Walt Whitman was one of the crucial figures of American literature in the 19th century. His famous collection of poems named Leaves of Grass was as first considered distasteful and obscene because it contained explicit sexual scenes.
However, the collection is nowadays praised as the pioneering work of American free verse poetry.
The American Civil War greatly affected Whitman, who was a humanist, a transcendentalist, and a pacifist. At the beginning of the war, he published his poem “Beat! Beat! Drums!”, which praised the ideals of the North and served as an inspiration for the soldiers of the Union.

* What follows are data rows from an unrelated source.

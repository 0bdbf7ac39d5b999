//! Shared low-latency store holding desk state, desk counters and locks.
//!
//! Desk state lives only here; every request handler (in any process) reads
//! it, mutates it under the desk lock and writes it back.
//!
//! ## Keys
//!
//! - `battle:data:<deskId>` - encoded [`Desk`](crate::battle::Desk), written keeping any existing expiry
//! - `battle:deskId:<templateId>` - last desk sequence number for a template
//! - `battle:match:<templateId>` - name of the per-template allocation lock
//! - `lock/<name>` - lease-based mutex entries
//!
//! Two backends are provided: [`RedisStore`] for deployments and
//! [`MemoryStore`] for tests and single-process runs.

pub mod lock;
pub mod memory;
pub mod redis_store;

pub use lock::{DeskMutex, LockGuard, LockSettings};
pub use memory::MemoryStore;
pub use redis_store::RedisStore;

use async_trait::async_trait;
use std::time::Duration;
use thiserror::Error;

/// Shared store errors
#[derive(Debug, Error)]
pub enum StoreError {
    #[error("Redis error: {0}")]
    Redis(#[from] ::redis::RedisError),

    /// Lock still held by someone else after all retries
    #[error("Lock busy: {0}")]
    LockBusy(String),

    #[error("Codec error: {0}")]
    Codec(String),

    /// Value present but not in the expected shape
    #[error("Corrupt value under {key}: {reason}")]
    Corrupt { key: String, reason: String },
}

/// Result type for store operations
pub type StoreResult<T> = Result<T, StoreError>;

/// Minimal key-value and lease-lock contract
#[async_trait]
pub trait SharedStore: Send + Sync {
    async fn get(&self, key: &str) -> StoreResult<Option<Vec<u8>>>;

    /// Write a value, keeping the key's current expiry if it has one
    async fn set_keep_ttl(&self, key: &str, value: &[u8]) -> StoreResult<()>;

    async fn delete(&self, key: &str) -> StoreResult<()>;

    /// Atomically increment an integer counter, creating it at 1
    async fn incr(&self, key: &str) -> StoreResult<i64>;

    /// Set `key` to `token` only if absent, expiring after `lease`
    async fn try_lock(&self, key: &str, token: &str, lease: Duration) -> StoreResult<bool>;

    /// Delete `key` only if it still holds `token`
    async fn unlock(&self, key: &str, token: &str) -> StoreResult<bool>;

    async fn ping(&self) -> StoreResult<()>;
}

/// Key holding an encoded desk
pub fn desk_key(desk_id: &str) -> String {
    format!("battle:data:{desk_id}")
}

/// Key holding a template's last desk sequence number
pub fn counter_key(template_id: i32) -> String {
    format!("battle:deskId:{template_id}")
}

/// Lock name guarding desk allocation for a template
pub fn allocation_lock_name(template_id: i32) -> String {
    format!("battle:match:{template_id}")
}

Because of his pacifist views, Whitman never went to war as a soldier, but his brother George immediately joined the Union army. In December of 1862, Whitman learned that the New York Tribune published a list of soldiers who were killed or wounded in combat; he acquired the list and was shocked to discover that the name “First Lieutenant G. W. Whitmore” was listed among the names of the wounded.
This was the name of his brother, so Whitman quickly ventured south. He had trouble reaching the camp where his brother was treated because he was unable to ride, and he lost his wallet so he couldn’t purchase a train ticket. He eventually reached the camp and discovered that his brother had only a minor wound on one of his cheeks.

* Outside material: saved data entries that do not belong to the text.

//! Round resolution: elimination target, survivors and the bonus split.

use super::betting;
use super::models::{Desk, RoleId, SettlementRound, SettlementStatus};
use super::rng::Xorshift32;
use super::rounds;
use super::template::BattleTemplate;

/// Stamp the start time once the desk is full or the join window elapsed
///
/// A desk that fills early starts now; otherwise the start is pinned to the
/// end of the join window so every process computes the same timeline.
/// Returns whether the desk was started by this call.
pub fn start_if_ready(desk: &mut Desk, template: &BattleTemplate, now: i64) -> bool {
    if desk.started_at > 0 || desk.players.is_empty() {
        return false;
    }

    let window_end = desk.created_at + template.match_window_secs;
    if now >= window_end {
        desk.started_at = window_end;
    } else if desk.players.len() >= template.capacity {
        desk.started_at = now;
    } else {
        return false;
    }

    log::info!(
        "Desk {} started at {} with {} players",
        desk.desk_id,
        desk.started_at,
        desk.players.len()
    );
    true
}

/// Per-survivor bonus after `round`
///
/// The pool is `base * round`, or the whole bonus on the final round, minus
/// what exited players already hold, split evenly. The division remainder is
/// not distributed.
pub fn round_bonus(desk: &Desk, template: &BattleTemplate, round: usize) -> i64 {
    let mut pool = if round >= template.total_rounds {
        template.total_bonus
    } else {
        template.base_bonus() * round as i64
    };

    for role_id in &desk.exited {
        if let Some(record) = desk.records.get(role_id) {
            pool -= record.bonus;
        }
    }

    let survivors = desk.players.len() as i64;
    if survivors == 0 {
        return 0;
    }
    (pool / survivors).max(0)
}

/// Resolve one round. No-op if it is already resolved or out of order.
///
/// `guided` is the player steered away from elimination on tutorial desks.
pub fn resolve_round(
    desk: &mut Desk,
    template: &BattleTemplate,
    round: usize,
    guided: Option<RoleId>,
    rng: &mut Xorshift32,
) -> bool {
    if round == 0 || desk.eliminated.len() != round - 1 || round > template.total_rounds {
        return false;
    }

    betting::backfill_bets(desk, template, round, rng);

    let surviving = betting::surviving_cells(desk, template);
    let Some(mut target) = rng.pick(&surviving) else {
        return false;
    };

    if template.tutorial {
        let guided_bet = guided
            .filter(|id| desk.is_seated(*id))
            .and_then(|id| desk.records.get(&id))
            .and_then(|record| record.bet_for(round));
        if guided_bet == Some(target) {
            if let Some(other) = surviving.iter().copied().find(|cell| Some(*cell) != guided_bet) {
                target = other;
            }
        }
    }

    desk.eliminated.push(target);

    let seated = desk.players.clone();
    let mut survivors = Vec::with_capacity(seated.len());
    for role_id in seated {
        let Some(record) = desk.records.get_mut(&role_id) else {
            continue;
        };
        if record.bet_for(round) == Some(target) {
            record.win = false;
            record.bonus = 0;
            record.advance_settlement(SettlementStatus::Eligible);
            desk.unseat(role_id);
        } else {
            record.win = true;
            survivors.push(role_id);
        }
    }

    let bonus = round_bonus(desk, template, round);
    for role_id in &survivors {
        if let Some(record) = desk.records.get_mut(role_id) {
            record.bonus = bonus;
        }
    }
    desk.round_bonus.push(bonus);

    if !desk.has_real_players() && desk.settlement_round == SettlementRound::None {
        desk.settlement_round = SettlementRound::AfterRound(round);
    }

    log::debug!(
        "Desk {} round {} eliminated cell {}, {} survivors at {} each",
        desk.desk_id,
        round,
        target,
        survivors.len(),
        bonus
    );
    true
}

/// Resolve every round whose elimination time has passed
///
/// Stops once no real player is seated; the desk is then waiting to be
/// settled. Returns the number of rounds resolved.
pub fn resolve_due_rounds(
    desk: &mut Desk,
    template: &BattleTemplate,
    now: i64,
    guided: Option<RoleId>,
    rng: &mut Xorshift32,
) -> usize {
    if desk.finalized {
        return 0;
    }

    let due = rounds::due_rounds(desk, template, now);
    let mut resolved = 0;
    while desk.eliminated.len() < due && desk.has_real_players() {
        let round = desk.eliminated.len() + 1;
        if !resolve_round(desk, template, round, guided, rng) {
            break;
        }
        resolved += 1;
    }
    resolved
}

#[cfg(test)]
mod tests {
    use super::*;
    use crate::battle::models::BOT_ID_FLOOR;
    use crate::battle::template::tests::scenario_template;

    fn scenario_desk() -> Desk {
        let mut desk = Desk::new("7-1".to_string(), 7, 0);
        desk.seat(1, 101, 0);
        desk.seat(2, 102, 5);
        desk.seat(BOT_ID_FLOOR + 1, 103, 0);
        desk.seat(BOT_ID_FLOOR + 2, 104, 0);
        desk.started_at = 31;
        desk
    }

    #[test]
    fn test_start_when_full() {
        let template = scenario_template();
        let mut desk = scenario_desk();
        desk.started_at = 0;
        assert!(start_if_ready(&mut desk, &template, 20));
        assert_eq!(desk.started_at, 20);
        assert!(!start_if_ready(&mut desk, &template, 25));
    }

    #[test]
    fn test_start_pinned_to_window_end() {
        let template = scenario_template();
        let mut desk = Desk::new("7-1".to_string(), 7, 0);
        desk.seat(1, 101, 0);
        assert!(!start_if_ready(&mut desk, &template, 29));
        assert!(start_if_ready(&mut desk, &template, 45));
        assert_eq!(desk.started_at, 30);
    }

    #[test]
    fn test_empty_desk_never_starts() {
        let template = scenario_template();
        let mut desk = Desk::new("7-1".to_string(), 7, 0);
        assert!(!start_if_ready(&mut desk, &template, 100));
    }

    #[test]
    fn test_round_bonus_split() {
        let template = scenario_template();
        let desk = scenario_desk();
        assert_eq!(round_bonus(&desk, &template, 1), 50);
        assert_eq!(round_bonus(&desk, &template, 3), 150);
    }

    #[test]
    fn test_round_bonus_subtracts_exited() {
        let template = scenario_template();
        let mut desk = scenario_desk();
        desk.records.get_mut(&2).unwrap().bonus = 100;
        desk.unseat(2);
        desk.exited.push(2);
        // (400 - 100) / 3
        assert_eq!(round_bonus(&desk, &template, 2), 100);
    }

    #[test]
    fn test_resolve_round_eliminates_matching_bets() {
        let template = scenario_template();
        let mut desk = scenario_desk();
        for (role_id, record) in desk.records.iter_mut() {
            record.bets = vec![if *role_id == 1 { 1 } else { 2 }];
        }
        let mut rng = Xorshift32::new(3);
        assert!(resolve_round(&mut desk, &template, 1, None, &mut rng));

        let target = desk.eliminated[0];
        assert_eq!(desk.round_bonus.len(), 1);
        for (role_id, record) in &desk.records {
            if record.bets[0] == target {
                assert!(!desk.is_seated(*role_id));
                assert_eq!(record.bonus, 0);
                assert_eq!(record.settlement, SettlementStatus::Eligible);
            } else {
                assert!(desk.is_seated(*role_id));
                assert!(record.win);
                assert_eq!(record.bonus, desk.round_bonus[0]);
            }
        }

        // Already resolved
        assert!(!resolve_round(&mut desk, &template, 1, None, &mut rng));
    }

    #[test]
    fn test_tutorial_steers_target_away_from_guided() {
        let mut template = scenario_template();
        template.tutorial = true;
        template.grid_count = 4;

        for seed in 1..50 {
            let mut desk = scenario_desk();
            desk.records.get_mut(&1).unwrap().bets = vec![2];
            let mut rng = Xorshift32::new(seed);
            resolve_round(&mut desk, &template, 1, Some(1), &mut rng);
            assert_ne!(desk.eliminated[0], 2);
            assert!(desk.is_seated(1));
        }
    }

    #[test]
    fn test_settlement_marker_when_only_bots_remain() {
        let template = scenario_template();
        let mut desk = scenario_desk();
        desk.eliminated = vec![];
        let mut rng = Xorshift32::new(11);
        // Both real players bet every surviving cell but one, bots the other
        desk.records.get_mut(&1).unwrap().bets = vec![1];
        desk.records.get_mut(&2).unwrap().bets = vec![1];
        desk.records.get_mut(&(BOT_ID_FLOOR + 1)).unwrap().bets = vec![2];
        desk.records.get_mut(&(BOT_ID_FLOOR + 2)).unwrap().bets = vec![3];

        resolve_round(&mut desk, &template, 1, None, &mut rng);
        if desk.eliminated[0] == 1 {
            assert_eq!(desk.settlement_round, SettlementRound::AfterRound(1));
        } else {
            assert_eq!(desk.settlement_round, SettlementRound::None);
        }
    }

    #[test]
    fn test_resolve_due_rounds_catches_up() {
        let template = scenario_template();
        let mut desk = scenario_desk();
        let mut rng = Xorshift32::new(5);

        assert_eq!(resolve_due_rounds(&mut desk, &template, 35, None, &mut rng), 0);
        let resolved = resolve_due_rounds(&mut desk, &template, 70, None, &mut rng);
        assert!(resolved >= 1);
        assert!(desk.eliminated.len() <= template.total_rounds);
        let distinct: std::collections::BTreeSet<_> = desk.eliminated.iter().collect();
        assert_eq!(distinct.len(), desk.eliminated.len());
        for record in desk.records.values() {
            assert!(record.bets.len() <= template.total_rounds);
        }
    }
}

Although he was deeply relieved, he was also profoundly shocked by the massacred soldiers whose amputated limbs were piled up by the medical tents of the camp. Whitman then went to Washington, D.C., where he volunteered as a nurse in the army hospitals. He acquired basic medical training and helped the wounded Union soldiers until the end of the war.
The war took its toll on Whitman’s family. Whitman’s brother George was held captive by the Confederate army, his brother Andrew died of tuberculosis, and his third brother suffered a psychological breakdown and had to be committed to an insane asylum.
Because Whitman worked as a nurse, he managed to get a position as a clerk in the Department of the Interior and worked there for a year. However, he was fired when James Harlan, the new Secretary of the Interior, discovered that Whitman wrote the sexually explicit Leaves of Grass. Still, Whitman’s poetry soon brought him significant popularity across the United States, and he got the job of an assistant at the Attorney General’s office, which he kept until 1872.
The war greatly affected Whitman’s literary themes; in 1863 he published his essay named “The Great Army of the Sick”, which described his experience of tending the wounded soldiers.
In 1875 he published a book named “Memoranda During the War”, in which he summarized his own experiences from the war and his humanist and pacifist ideals.